Looks like the dash is gonna be just fine! Nice emblem too...hard to find things are always a treasure.
Nothing is impossible...
The word it's self says I'M POSSIBLE  (Audrey Hepburn)
2 '57 Ford Couriers AND '57 Fairlane
3 Mustangs, '69 fastback-'84 SVO-'88 Saleen Convertible
'49 Ford P/U
'50 Dodge P/U
'82 RX-7
'65 Chrysler New Yorker

RICH MUISE

Just getting caught up on this build thread. Nice everything! Nice solid car to start with, nice job on the clean/repair pep. Nice job on the dash redo. Nice job with the eyelid repair. Nice job posting..please continue as you progress. This is gonna be a keeper!
I can do this, I can do this, I, well, maybe

glr7533

Rich, actually this car is pretty much complete. I have been following this forum for a few years and learning  a lot.

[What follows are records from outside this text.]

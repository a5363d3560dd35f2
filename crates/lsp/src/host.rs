use ticketlink_core::action::{Host, HostError};
use tower_lsp::lsp_types::{ShowDocumentParams, Url};
use tower_lsp::Client;

/// Editor-side effects: the browser is opened by the client, the clipboard
/// is the one of the machine running the server.
pub struct LspHost {
    client: Client,
}

impl LspHost {
    pub fn new(client: Client) -> Self {
        Self { client }
    }
}

#[tower_lsp::async_trait]
impl Host for LspHost {
    async fn write_clipboard(&self, text: &str) -> Result<(), HostError> {
        let text = text.to_string();
        tokio::task::spawn_blocking(move || {
            let mut clipboard = arboard::Clipboard::new()
                .map_err(|e| HostError(format!("Failed to access clipboard: {}", e)))?;
            clipboard
                .set_text(text)
                .map_err(|e| HostError(format!("Failed to copy to clipboard: {}", e)))
        })
        .await
        .map_err(|e| HostError(format!("Clipboard task failed: {}", e)))?
    }

    async fn open_external(&self, url: &str) -> Result<(), HostError> {
        let uri = Url::parse(url).map_err(|e| HostError(format!("Invalid URL: {}", e)))?;
        let shown = self
            .client
            .show_document(ShowDocumentParams {
                uri,
                external: Some(true),
                take_focus: Some(true),
                selection: None,
            })
            .await
            .map_err(|e| HostError(e.to_string()))?;
        if shown {
            Ok(())
        } else {
            Err(HostError("the editor declined to open the URL".to_string()))
        }
    }
}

I just thought I would show what I have done and hopefully be able to help someone else with their build.

When it came time to work on the heater core I was shocked at how much the heater core and valve would cost. One of the nipples on the core was badly damaged and tore loose from the core and the valve didn't look real good. Being a cheap person I thought about not having a heater since I would only use the car during the summer. Some times my common sense actually takes over and this was one of those times. I did a search on the forum and  found where a member had adapted a different heater core and a universal control valve so the search was on. I found a heater core that fit ford vans from the mid to late seventies that was close to the right size. It was slightly smaller so I used a piece of poly between the heater core and heater box. The original core is held in with three sheet metal screws. I used two pieces of flat aluminum and formed them to hold the core in place. I believe that I had to drill the fourth hole where the control valve was originally located. I used a piece of foam between the core and these braces. The distance between the nipples was slightly wider so I had to move the holes in the box and firewall but they are out of sight when it is in the car. I purchased a universal control valve and mounted it on the right inner fender. I also got a universal cable that was longer than what was needed so I just cut it to length. The cable is easily mounted on the back of the dash heater control, you just need to remove the old one by loosening the clamp and lift the cable off the stud. I did make a mistake and mounted the valve to far back towards the firewall on the inner fender. It makes a  tight bend in the cable so it works a little harder than I like when you have it all the way open but works fine if you have it 3/4 open or less. With the nipples in a slightly different place one of the heater hoses has to make a 90 degree bend to miss the inner fender. I found a molded heater hose that has a 90 about six inches from the end and about 3 feet long to use there. I put a 390 engine in the car and they recommend a special nipple in the intake that helps reduce the coolant flow or pressure so that you don't rupture the heater core. So for less that $100 dollars I have a heater that works with parts I can get at any parts store. I can not find the pictures showing it all together but here are two pictures showing how the core and cable are mounted from the factory.

CarQuest part numbers
399025     Heater core     $25.94
74627       Control valve   $19.99
55207       Cable              $9.46
don't remember hose number or price



glr7533

Because i wasn't sure how the install would go I decided to install the engine and transmission before painting the car. I installed the engine with the headers on and it slipped in with no problems. When I removed the crossmember I had a couple of the inserts in the frame come loose and spin so the bolt heads had to be cut off. I fixed the problem by welding flange nuts in the holes. In the frame just to the rear of the crossmember bolts there is a larger hole. I fished a wire from the holes for the crossmember bolts back to this hole. I slipped a flanged nut onto the wire and bent the end into a tee shape and pulled the nut through this hole and into place. The nut stuck out from the frame a short distance so I could get one good tack weld on it to hold it in place. I then clipped the wire off and screwed in a 6" bolt to make sure the nut was straight and then welded the nut in place and ground it off flush. This gave me lots of thread and I was sure it was straight.